A lot just kind of walk right up to you and ask, what are ya doin? It’s hard to explain. We can’t say geologists because then people discuss rocks with you. And really we tried to avoid anything about climate change or the forestry service. Not that either of those necessarily have bad connotations, they just have the potential to ignite some sort of opinionated lecture. So most of the time we stick with looking at Salmon habitat. Most of them like this, but then we undergo the unfortunate time of listening to everyone’s fishing stories and then having to confess that we actually know nothing about salmon. When we mentioned to our camp host that we were surveying one particular stream even though there really isn’t any reported studies of fish, he regaled us with “Bulllllshit there’s no fish in there! Now let me tell you…” and so on for about ten minutes (later he would introduce us to all of his bear statues). Others look at our surveying equipment and ask if we’re selling their land or increasing their property values. Those who don’t know what surveying equipment looks like, often ask if we’re going fishing – either the traditional way or some sort of electrocution method. Laughingly, we came up with a few sample responses (none of which we ever actually tried). My personal favorite was Jaime’s: I’m a scientist; I work for the government (has a sort of Manhattan project flair, doesn’t it?). Others included that we’re surveying for the new dam or coal plant that will be going in soon. Lol, everyone loves that.

One stream Jaime and I did, situated next to a backwoods campground, had quite possibly the best assortment. There was a family reunion, in which even though I was freezing cold in my waders and three layers of jackets, the girls bravely donned swimsuits in order to wash their hair. Jaime and I laughed at each other: it had been at least a week since we had washed ours. One girl, for no apparent reason, though I suspect it was to make bubbles, dumped half of a Dawn dishwashing soap bottle into the river. Just climbed up on a log, opened the cap, and started squeezing the bottle and smiling. Another elderly man had the longest beard I have ever seen. He randomly appeared on the rocky bar maybe twenty feet down from us, and, after watching us pick up rocks to measure, he himself would pick up random rocks and toss them aside. Another man on the other side of a wooded log jam had a newspaper bag in his hand and was just picking up rocks and placing them inside. Jaime tried to ask what he was doing, but all he replied was “picking up rocks.”
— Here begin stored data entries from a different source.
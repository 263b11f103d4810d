//! The crypto capability consumed by the protocol core, and `SealEngine`,
//! the engine shipped with Sigil.
//!
//! The protocol core only ever talks to [`CryptoEngine`]. Key handles are
//! opaque associated types.

use chacha20poly1305::{
    aead::{Aead, KeyInit},
    XChaCha20Poly1305, XNonce,
};
use ed25519_dalek::{Signature, Signer, SigningKey, Verifier, VerifyingKey};
use rand::rngs::OsRng;
use rand::RngCore;
use serde::{Deserialize, Serialize};
use x25519_dalek::{EphemeralSecret, PublicKey as DhPublicKey, StaticSecret};

use crate::armor::{self, LABEL_MESSAGE, LABEL_PRIVATE_KEY, LABEL_PUBLIC_KEY};
use crate::constants::{
    AEAD_TAG_SIZE, FORMAT_VERSION, KDF_CONTEXT_FINGERPRINT, KDF_CONTEXT_MESSAGE_KEY,
    KDF_CONTEXT_PASSPHRASE_KEY, NONCE_SIZE, PUBKEY_SIZE, SALT_SIZE, SIGNATURE_SIZE,
};
use crate::error::CryptoError;

pub type SymmetricKey = [u8; 32];

/// Both halves of a freshly generated key pair, armored for export.
#[derive(Debug, Clone)]
pub struct ArmoredKeyPair {
    pub public_key: String,
    pub private_key: String,
}

pub trait CryptoEngine: Send + Sync + 'static {
    /// Parsed peer public key. Shared read-only by the friend that holds it.
    type PublicKey: Clone + std::fmt::Debug + Send + Sync + 'static;
    /// Decrypted local private key. Never leaves the session.
    type PrivateKey: Send + Sync + 'static;

    fn generate_key_pair(&self, name: &str, passphrase: &str)
        -> Result<ArmoredKeyPair, CryptoError>;

    /// Fails with `KeyParse` on malformed input.
    fn read_public_key(&self, armored: &str) -> Result<Self::PublicKey, CryptoError>;

    /// Fails with `InvalidPassphrase` on a wrong passphrase or malformed key.
    fn read_and_decrypt_private_key(
        &self,
        armored: &str,
        passphrase: &str,
    ) -> Result<Self::PrivateKey, CryptoError>;

    fn encrypt_and_sign(
        &self,
        plaintext: &[u8],
        recipient: &Self::PublicKey,
        signer: &Self::PrivateKey,
    ) -> Result<String, CryptoError>;

    /// Fails with `Decryption` for both cryptographic and signature failures.
    fn decrypt_and_verify(
        &self,
        armored: &str,
        decryption: &Self::PrivateKey,
        verification: &Self::PublicKey,
    ) -> Result<Vec<u8>, CryptoError>;

    /// Length of the armored text `encrypt_and_sign` produces for
    /// `plaintext_len` bytes.
    fn armored_len(&self, plaintext_len: usize) -> usize;

    /// Short, stable, human-comparable identifier of a public key.
    fn fingerprint(&self, key: &Self::PublicKey) -> String;
}

// ---------------------------------------------------------------------------
// SealEngine key material
// ---------------------------------------------------------------------------

#[derive(Serialize, Deserialize)]
struct PublicKeyRecord {
    version: u8,
    name: String,
    signing_key: [u8; 32],
    dh_key: [u8; 32],
}

#[derive(Serialize, Deserialize)]
struct SecretKeyRecord {
    version: u8,
    name: String,
    signing_secret: [u8; 32],
    dh_secret: [u8; 32],
}

/// A peer's Ed25519 verifying key plus X25519 agreement key.
#[derive(Debug, Clone, PartialEq, Eq)]
pub struct SealPublicKey {
    name: String,
    verifying: VerifyingKey,
    dh: DhPublicKey,
}

impl SealPublicKey {
    pub fn name(&self) -> &str {
        &self.name
    }
}

/// The local Ed25519 signing key plus X25519 static secret.
#[derive(Clone)]
pub struct SealPrivateKey {
    name: String,
    signing: SigningKey,
    dh: StaticSecret,
}

impl SealPrivateKey {
    pub fn name(&self) -> &str {
        &self.name
    }

    pub fn public_key(&self) -> SealPublicKey {
        SealPublicKey {
            name: self.name.clone(),
            verifying: self.signing.verifying_key(),
            dh: DhPublicKey::from(&self.dh),
        }
    }
}

impl std::fmt::Debug for SealPrivateKey {
    fn fmt(&self, f: &mut std::fmt::Formatter<'_>) -> std::fmt::Result {
        f.debug_struct("SealPrivateKey")
            .field("name", &self.name)
            .finish_non_exhaustive()
    }
}

// ---------------------------------------------------------------------------
// SealEngine
// ---------------------------------------------------------------------------

/// Ed25519 signatures, X25519 ephemeral-static agreement and
/// XChaCha20-Poly1305 sealing, wrapped in Sigil armor.
#[derive(Debug, Clone, Copy, Default)]
pub struct SealEngine;

impl SealEngine {
    pub fn new() -> Self {
        Self
    }

    fn armor_public(key: &SealPublicKey) -> Result<String, CryptoError> {
        let record = PublicKeyRecord {
            version: FORMAT_VERSION,
            name: key.name.clone(),
            signing_key: key.verifying.to_bytes(),
            dh_key: key.dh.to_bytes(),
        };
        let bytes = bincode::serialize(&record).map_err(|_| CryptoError::EncryptionFailed)?;
        Ok(armor::encode(LABEL_PUBLIC_KEY, &bytes))
    }

    fn armor_private(key: &SealPrivateKey, passphrase: &str) -> Result<String, CryptoError> {
        let record = SecretKeyRecord {
            version: FORMAT_VERSION,
            name: key.name.clone(),
            signing_secret: key.signing.to_bytes(),
            dh_secret: key.dh.to_bytes(),
        };
        let bytes = bincode::serialize(&record).map_err(|_| CryptoError::EncryptionFailed)?;

        let mut salt = [0u8; SALT_SIZE];
        OsRng.fill_bytes(&mut salt);
        let sealed = encrypt(&derive_passphrase_key(passphrase, &salt), &bytes)?;

        let mut blob = Vec::with_capacity(SALT_SIZE + sealed.len());
        blob.extend_from_slice(&salt);
        blob.extend_from_slice(&sealed);
        Ok(armor::encode(LABEL_PRIVATE_KEY, &blob))
    }
}

impl CryptoEngine for SealEngine {
    type PublicKey = SealPublicKey;
    type PrivateKey = SealPrivateKey;

    fn generate_key_pair(
        &self,
        name: &str,
        passphrase: &str,
    ) -> Result<ArmoredKeyPair, CryptoError> {
        let private = SealPrivateKey {
            name: name.to_string(),
            signing: SigningKey::generate(&mut OsRng),
            dh: StaticSecret::random_from_rng(OsRng),
        };

        Ok(ArmoredKeyPair {
            public_key: Self::armor_public(&private.public_key())?,
            private_key: Self::armor_private(&private, passphrase)?,
        })
    }

    fn read_public_key(&self, armored: &str) -> Result<SealPublicKey, CryptoError> {
        let bytes = armor::decode(LABEL_PUBLIC_KEY, armored)
            .map_err(|e| CryptoError::KeyParse(e.to_string()))?;
        let record: PublicKeyRecord = bincode::deserialize(&bytes)
            .map_err(|_| CryptoError::KeyParse("malformed public key record".into()))?;

        if record.version != FORMAT_VERSION {
            return Err(CryptoError::KeyParse(format!(
                "unsupported key version {}",
                record.version
            )));
        }

        let verifying = VerifyingKey::from_bytes(&record.signing_key)
            .map_err(|_| CryptoError::KeyParse("invalid signing key".into()))?;

        Ok(SealPublicKey {
            name: record.name,
            verifying,
            dh: DhPublicKey::from(record.dh_key),
        })
    }

    fn read_and_decrypt_private_key(
        &self,
        armored: &str,
        passphrase: &str,
    ) -> Result<SealPrivateKey, CryptoError> {
        let blob =
            armor::decode(LABEL_PRIVATE_KEY, armored).map_err(|_| CryptoError::InvalidPassphrase)?;
        if blob.len() < SALT_SIZE {
            return Err(CryptoError::InvalidPassphrase);
        }

        let (salt, sealed) = blob.split_at(SALT_SIZE);
        let bytes = decrypt(&derive_passphrase_key(passphrase, salt), sealed)
            .map_err(|_| CryptoError::InvalidPassphrase)?;
        let record: SecretKeyRecord =
            bincode::deserialize(&bytes).map_err(|_| CryptoError::InvalidPassphrase)?;

        Ok(SealPrivateKey {
            name: record.name,
            signing: SigningKey::from_bytes(&record.signing_secret),
            dh: StaticSecret::from(record.dh_secret),
        })
    }

    fn encrypt_and_sign(
        &self,
        plaintext: &[u8],
        recipient: &SealPublicKey,
        signer: &SealPrivateKey,
    ) -> Result<String, CryptoError> {
        let ephemeral = EphemeralSecret::random_from_rng(OsRng);
        let ephemeral_public = DhPublicKey::from(&ephemeral);
        let shared = ephemeral.diffie_hellman(&recipient.dh);
        if !shared.was_contributory() {
            return Err(CryptoError::EncryptionFailed);
        }
        let key = derive_message_key(shared.as_bytes(), &ephemeral_public, &recipient.dh);

        // signature binds the recipient key
        let signature = signer.signing.sign(&signed_bytes(&recipient.dh, plaintext));

        let mut body = Vec::with_capacity(SIGNATURE_SIZE + plaintext.len());
        body.extend_from_slice(&signature.to_bytes());
        body.extend_from_slice(plaintext);
        let sealed = encrypt(&key, &body)?;

        let mut packet = Vec::with_capacity(1 + PUBKEY_SIZE + sealed.len());
        packet.push(FORMAT_VERSION);
        packet.extend_from_slice(ephemeral_public.as_bytes());
        packet.extend_from_slice(&sealed);

        Ok(armor::encode(LABEL_MESSAGE, &packet))
    }

    fn decrypt_and_verify(
        &self,
        armored: &str,
        decryption: &SealPrivateKey,
        verification: &SealPublicKey,
    ) -> Result<Vec<u8>, CryptoError> {
        let packet = armor::decode(LABEL_MESSAGE, armored).map_err(|_| CryptoError::Decryption)?;
        if packet.len() < 1 + PUBKEY_SIZE || packet[0] != FORMAT_VERSION {
            return Err(CryptoError::Decryption);
        }

        let mut ephemeral_bytes = [0u8; PUBKEY_SIZE];
        ephemeral_bytes.copy_from_slice(&packet[1..1 + PUBKEY_SIZE]);
        let ephemeral_public = DhPublicKey::from(ephemeral_bytes);

        let shared = decryption.dh.diffie_hellman(&ephemeral_public);
        if !shared.was_contributory() {
            return Err(CryptoError::Decryption);
        }
        let own_public = DhPublicKey::from(&decryption.dh);
        let key = derive_message_key(shared.as_bytes(), &ephemeral_public, &own_public);

        let body = decrypt(&key, &packet[1 + PUBKEY_SIZE..])?;
        if body.len() < SIGNATURE_SIZE {
            return Err(CryptoError::Decryption);
        }
        let (signature_bytes, plaintext) = body.split_at(SIGNATURE_SIZE);
        let signature = Signature::from_slice(signature_bytes).map_err(|_| CryptoError::Decryption)?;

        verification
            .verifying
            .verify(&signed_bytes(&own_public, plaintext), &signature)
            .map_err(|_| CryptoError::Decryption)?;

        Ok(plaintext.to_vec())
    }

    fn armored_len(&self, plaintext_len: usize) -> usize {
        // version, ephemeral key, nonce, then the sealed signature and plaintext
        let packet = 1
            + PUBKEY_SIZE
            + NONCE_SIZE
            + SIGNATURE_SIZE
            + plaintext_len
            + AEAD_TAG_SIZE;
        armor::encoded_len(LABEL_MESSAGE, packet)
    }

    fn fingerprint(&self, key: &SealPublicKey) -> String {
        let mut hasher = blake3::Hasher::new_derive_key(KDF_CONTEXT_FINGERPRINT);
        hasher.update(key.verifying.as_bytes());
        hasher.update(key.dh.as_bytes());
        hex::encode(&hasher.finalize().as_bytes()[..8])
    }
}

fn signed_bytes(recipient_dh: &DhPublicKey, plaintext: &[u8]) -> Vec<u8> {
    let mut out = Vec::with_capacity(PUBKEY_SIZE + plaintext.len());
    out.extend_from_slice(recipient_dh.as_bytes());
    out.extend_from_slice(plaintext);
    out
}

// ---------------------------------------------------------------------------
// Symmetric primitives
// ---------------------------------------------------------------------------

pub fn generate_nonce() -> [u8; NONCE_SIZE] {
    let mut nonce = [0u8; NONCE_SIZE];
    OsRng.fill_bytes(&mut nonce);
    nonce
}

// Returns nonce || ciphertext (24 bytes nonce prepended)
pub fn encrypt(key: &SymmetricKey, plaintext: &[u8]) -> Result<Vec<u8>, CryptoError> {
    let cipher = XChaCha20Poly1305::new(key.into());
    let nonce_bytes = generate_nonce();
    let nonce = XNonce::from_slice(&nonce_bytes);

    let ciphertext = cipher
        .encrypt(nonce, plaintext)
        .map_err(|_| CryptoError::EncryptionFailed)?;

    let mut output = Vec::with_capacity(NONCE_SIZE + ciphertext.len());
    output.extend_from_slice(&nonce_bytes);
    output.extend_from_slice(&ciphertext);
    Ok(output)
}

pub fn decrypt(key: &SymmetricKey, data: &[u8]) -> Result<Vec<u8>, CryptoError> {
    if data.len() < NONCE_SIZE {
        return Err(CryptoError::Decryption);
    }

    let (nonce_bytes, ciphertext) = data.split_at(NONCE_SIZE);
    let cipher = XChaCha20Poly1305::new(key.into());
    let nonce = XNonce::from_slice(nonce_bytes);

    cipher
        .decrypt(nonce, ciphertext)
        .map_err(|_| CryptoError::Decryption)
}

// BLAKE3 KDF with domain separation
fn derive_message_key(
    shared_secret: &[u8; 32],
    ephemeral: &DhPublicKey,
    recipient: &DhPublicKey,
) -> SymmetricKey {
    let mut hasher = blake3::Hasher::new_derive_key(KDF_CONTEXT_MESSAGE_KEY);
    hasher.update(shared_secret);
    hasher.update(ephemeral.as_bytes());
    hasher.update(recipient.as_bytes());
    *hasher.finalize().as_bytes()
}

fn derive_passphrase_key(passphrase: &str, salt: &[u8]) -> SymmetricKey {
    let mut hasher = blake3::Hasher::new_derive_key(KDF_CONTEXT_PASSPHRASE_KEY);
    hasher.update(salt);
    hasher.update(passphrase.as_bytes());
    *hasher.finalize().as_bytes()
}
There’s a heat wave? Why is it so cold…

The month after the Fourth of July break, it was collectively decided to just kind of push through the next month. No more long breaks, just lots of working with a one day break every week or so to shower and do laundry. During one of these sessions, we all huddled around laptops for a morning, submitting time sheets, applying to jobs (me), and working on abstracts for an upcoming conference (Jaime and Paul). The Today show served as background noise for much of the morning until the weather report across the nation caught my attention. I hadn’t realized it, but apparently this is one of the hottest years on record. The whole country was doused in bright reds and oranges with a flashy sun-proclaiming warm, hot, or sizzling. It was “sizzling” over Virginia with greater than 100 degree weather. I had to laugh. It has been consistently 40 or 50 degrees since I arrived on the Olympic peninsula, with cold sheets of rain never seeming to cease. One particularly warm day where I only wore two layers of clothes, Chris had exclaimed that morning: “wow, it’s 9am and already 60 degrees!” Part of me wanted to be in the warm summer weather, but I have lived through too many Norfolk/Williamsburg summers to have had any sort of jealousy. Where is the happy medium?